Extra embryonic fluids and yolk are collected with 5ml or 10ml syringe fitted with a 20 gauge, 1 inch needle. The membrane and embryo are collected with forceps.

Allantoicfuid 

1.      Apply tincture iodine or another suitable disinfectant to the shell over the air sac. Break the shell over the air sac with forceps and remove the shell to within 5-10 mm of the base of the air sac.

2.      Insert the needle into the allantoic cavity and aspirate the fluid. The amount collected per egg will vary, but on an average 5-10ml can be 18 collected from an egg. Collect the allantoic fluid in individual container or pooled them.

Amniotic fluid 

1.      Remove the shell and shell membrane from air sac end of the egg.

2.      Collect the amniotic fluid as described above. Apply few drop of saline solution to the shell membrane to render it partially transparent. Instead of applying saline solution the shell membrane and the chorioallantoic membrane may be removed from the base of air sac to permit a better view of the amnion.

3.      Using another syringe and needle insert the needle into the amniotic cavity and aspirate the fluid. Collect the fluid individually or pooled into a proper container.

Yolk

For harvesting yolk from embryos insert a 20 gauge YA inch needle, perpendicularly through the air sac as was done for inoculation by this method and aspirate the yolk in the syringe. Collect the yolk into a proper container.

Chorioallantoic membrane 

1.      Apply tincture of iodine or 70% of alcohol to the shell surface over the air sac. Break the shell with forceps and remove the shell.

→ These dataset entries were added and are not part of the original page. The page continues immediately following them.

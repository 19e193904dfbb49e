//! Client configuration types.

use std::time::Duration;

/// Status codes treated as transient
pub const DEFAULT_RETRY_STATUSES: [u16; 5] = [500, 502, 503, 504, 403];

/// Retry configuration for failed requests
#[derive(Debug, Clone, PartialEq, Eq)]
pub struct RetryConfig {
    /// Maximum number of retries after the first attempt
    pub max_retries: u32,

    /// Base of the exponential backoff
    pub backoff_factor: Duration,

    /// Maximum backoff duration
    pub max_backoff: Duration,

    /// HTTP statuses that trigger a retry
    pub retry_statuses: Vec<u16>,
}

impl Default for RetryConfig {
    fn default() -> Self {
        Self::new()
    }
}

impl RetryConfig {
    /// Create a new retry configuration
    #[must_use]
    pub fn new() -> Self {
        Self {
            max_retries: 3,
            backoff_factor: Duration::from_millis(300),
            max_backoff: Duration::from_secs(120),
            retry_statuses: DEFAULT_RETRY_STATUSES.to_vec(),
        }
    }

    /// Set maximum retries
    #[must_use]
    pub const fn max_retries(mut self, max: u32) -> Self {
        self.max_retries = max;
        self
    }

    /// Set the backoff factor
    #[must_use]
    pub const fn backoff_factor(mut self, factor: Duration) -> Self {
        self.backoff_factor = factor;
        self
    }

    /// Set maximum backoff duration
    #[must_use]
    pub const fn max_backoff(mut self, duration: Duration) -> Self {
        self.max_backoff = duration;
        self
    }

    /// Replace the set of retryable statuses
    #[must_use]
    pub fn retry_statuses(mut self, statuses: impl IntoIterator<Item = u16>) -> Self {
        self.retry_statuses = statuses.into_iter().collect();
        self
    }

    /// Total number of requests the policy allows
    #[must_use]
    pub const fn max_attempts(&self) -> u32 {
        self.max_retries.saturating_add(1)
    }

    /// Whether a response status should be retried
    #[must_use]
    pub fn should_retry_status(&self, status: u16) -> bool {
        self.retry_statuses.contains(&status)
    }

    /// Calculate the delay before the given retry (1-based).
    ///
    /// The first retry goes out immediately, later ones wait
    /// `backoff_factor * 2^(retry - 1)`, capped at `max_backoff`.
    #[must_use]
    pub fn backoff_for(&self, retry: u32) -> Duration {
        if retry <= 1 {
            return Duration::ZERO;
        }
        let factor = u64::try_from(self.backoff_factor.as_millis()).unwrap_or(u64::MAX);
        let max = u64::try_from(self.max_backoff.as_millis()).unwrap_or(u64::MAX);
        let backoff = 2u64
            .checked_pow(retry - 1)
            .and_then(|mult| factor.checked_mul(mult))
            .unwrap_or(u64::MAX);
        Duration::from_millis(backoff.min(max))
    }
}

2.      Using forceps, remove the shell membrane from the upper pole of the chorioallantoic membrane. Rupture the chorioallantoic membrane. Invert the egg and deposit the embryo, yolk sac and extra embryonic fluid and membrane in a petri dish.

3.      If the chorioallantoic membrane adheres to the shell membrane in the shell, then strip it with another forceps. Put the membrane in a petri dish containing normal saline or phosphate buffer solution. Wash it thoroughly, drain. Collect in a container.

Result

Sample inoculation and extraction methods from different layers of embryonated eggs were demonstrated and then be asked to perform in groups.